# Brit in Japan



## ken (Feb 22, 2006)

Konnichiwa!

I've just found this site and it seems like I have finally found people that are like me!

Any other Brits here?


----------



## smooshkin (Dec 17, 2005)

Hello. Good day to you.
This site is super...everyone is really nice.
Im from Sussex, so hi from Sussex. Hope Japan is nice.....
Take care and maybe see you round the forum x
smooshkin x


----------



## ken (Feb 22, 2006)

Hi.

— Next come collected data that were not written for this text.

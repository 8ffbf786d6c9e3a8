use ratatui::style::{Color, Style};

use super::traits::GameObjectRenderer;
use super::types::{CharDimensions, CharPattern};

pub struct StandardRenderer {
    char_dims: CharDimensions,
}

impl StandardRenderer {
    pub fn new(char_dims: CharDimensions) -> Self {
        Self { char_dims }
    }
}

impl GameObjectRenderer for StandardRenderer {
    fn char_dimensions(&self) -> CharDimensions {
        self.char_dims
    }

    fn render_snake_segment(&self, is_head: bool) -> CharPattern {
        // Head is a brighter shade of the same color as the body
        let (ch, style) = if is_head {
            ('█', Style::default().fg(Color::LightGreen))
        } else {
            ('▓', Style::default().fg(Color::Green))
        };
        CharPattern::single(ch, style, self.char_dims)
    }

    fn render_food(&self) -> CharPattern {
        let style = Style::default().fg(Color::Red);
        let chars = if self.char_dims.horizontal == 2 && self.char_dims.vertical == 1 {
            vec![vec!['●', '●']]
        } else if self.char_dims.horizontal == 1 && self.char_dims.vertical == 1 {
            vec![vec!['●']]
        } else {
            // Checkerboard fill for larger cell sizes
            let mut pattern = vec![vec![' '; self.char_dims.horizontal]; self.char_dims.vertical];
            for (y, row) in pattern.iter_mut().enumerate() {
                for (x, cell) in row.iter_mut().enumerate() {
                    if (x + y) % 2 == 0 {
                        *cell = '●';
                    }
                }
            }
            pattern
        };
        CharPattern::new(chars, style)
    }

    fn render_empty(&self) -> CharPattern {
        // One faint dot per cell stands in for grid lines
        let style = Style::default().fg(Color::DarkGray);
        let mut chars = vec![vec![' '; self.char_dims.horizontal]; self.char_dims.vertical];
        chars[0][0] = '·';
        CharPattern::new(chars, style)
    }
}
use std::collections::VecDeque;

use common::{Arena, Direction, Position, Snake};
use ratatui::style::{Color, Style};
use terminal::render::{
    arena::ArenaRenderer,
    standard_renderer::StandardRenderer,
    types::{CharDimensions, RenderConfig},
};

fn test_arena() -> Arena {
    Arena {
        width: 10,
        height: 10,
        snake: Snake {
            body: VecDeque::from(vec![
                Position { x: 5, y: 5 }, // head
                Position { x: 4, y: 5 },
                Position { x: 3, y: 5 }, // tail
            ]),
            direction: Direction::Right,
            pending_direction: Direction::Right,
            growth_pending: 0,
            score: 0,
        },
        food: Position { x: 7, y: 7 },
    }
}

#[test]
fn test_2x1_rendering() {
    let arena = test_arena();

    let char_dims = CharDimensions::new(2, 1);
    let renderer = StandardRenderer::new(char_dims);
    let arena_renderer = ArenaRenderer::new(renderer);
    let config = RenderConfig {
        chars_per_cell: char_dims,
    };

    let char_grid = arena_renderer.render(&arena, &config);
    let lines = char_grid.into_lines();

    // Verify dimensions
    assert_eq!(lines.len(), 10); // height unchanged
    assert_eq!(lines[0].len(), 20); // width doubled (10 * 2)

    // Head at (5,5) -> chars 10,11 at row 5, brighter glyph than the body
    assert_eq!(lines[5][10], '█');
    assert_eq!(lines[5][11], '█');

    // Body at (4,5) and (3,5)
    assert_eq!(lines[5][8], '▓');
    assert_eq!(lines[5][9], '▓');
    assert_eq!(lines[5][6], '▓');

    // Food at (7,7) -> chars 14,15 at row 7
    assert_eq!(lines[7][14], '●');
    assert_eq!(lines[7][15], '●');

    // Unoccupied cells carry the reference lattice dot
    assert_eq!(lines[0][0], '·');
    assert_eq!(lines[0][1], ' ');
}

#[test]
fn test_1x1_rendering() {
    let mut arena = test_arena();
    arena.width = 5;
    arena.height = 5;
    arena.snake.body = VecDeque::from(vec![Position { x: 2, y: 2 }, Position { x: 1, y: 2 }]);
    arena.food = Position { x: 3, y: 3 };

    let char_dims = CharDimensions::new(1, 1);
    let renderer = StandardRenderer::new(char_dims);
    let arena_renderer = ArenaRenderer::new(renderer);
    let config = RenderConfig {
        chars_per_cell: char_dims,
    };

    let char_grid = arena_renderer.render(&arena, &config);
    let lines = char_grid.into_lines();

    assert_eq!(lines.len(), 5);
    assert_eq!(lines[0].len(), 5);

    assert_eq!(lines[2][2], '█'); // head
    assert_eq!(lines[2][1], '▓'); // body
    assert_eq!(lines[3][3], '●'); // food
    assert_eq!(lines[0][0], '·'); // lattice
}

#[test]
fn test_object_styles() {
    let arena = test_arena();

    let char_dims = CharDimensions::new(2, 1);
    let renderer = StandardRenderer::new(char_dims);
    let arena_renderer = ArenaRenderer::new(renderer);
    let config = RenderConfig {
        chars_per_cell: char_dims,
    };

    let char_grid = arena_renderer.render(&arena, &config);
    let styled = char_grid.into_styled_lines();

    let (_, row5) = &styled[5];
    assert_eq!(row5[10], Style::default().fg(Color::LightGreen)); // head
    assert_eq!(row5[8], Style::default().fg(Color::Green)); // body

    let (_, row7) = &styled[7];
    assert_eq!(row7[14], Style::default().fg(Color::Red)); // food

    let (_, row0) = &styled[0];
    assert_eq!(row0[0], Style::default().fg(Color::DarkGray)); // lattice
}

G'day to you too.

I'm from Nottinghamshire. 
Never been to Sussex but Japan's cool (or would be if I didn't have this stupid condition).


----------



## dave_81 (Apr 5, 2006)

Hi there,

My name's James, 24, and I'm from London, England.

Best,

James


----------



## Guest (May 2, 2006)

ken said:


> I'm from Nottinghamshire.


Less gun crime in Japan? heh, how are you doing Ken?

Wish i was in your shoes =).


----------



## BlueCloud (Apr 30, 2006)

I'm a Scot living in the Canary Islands!


----------



## hurley (May 16, 2006)

Howdy Ken, I'm from sunny Kent.....can't think of anything to say. :?


----------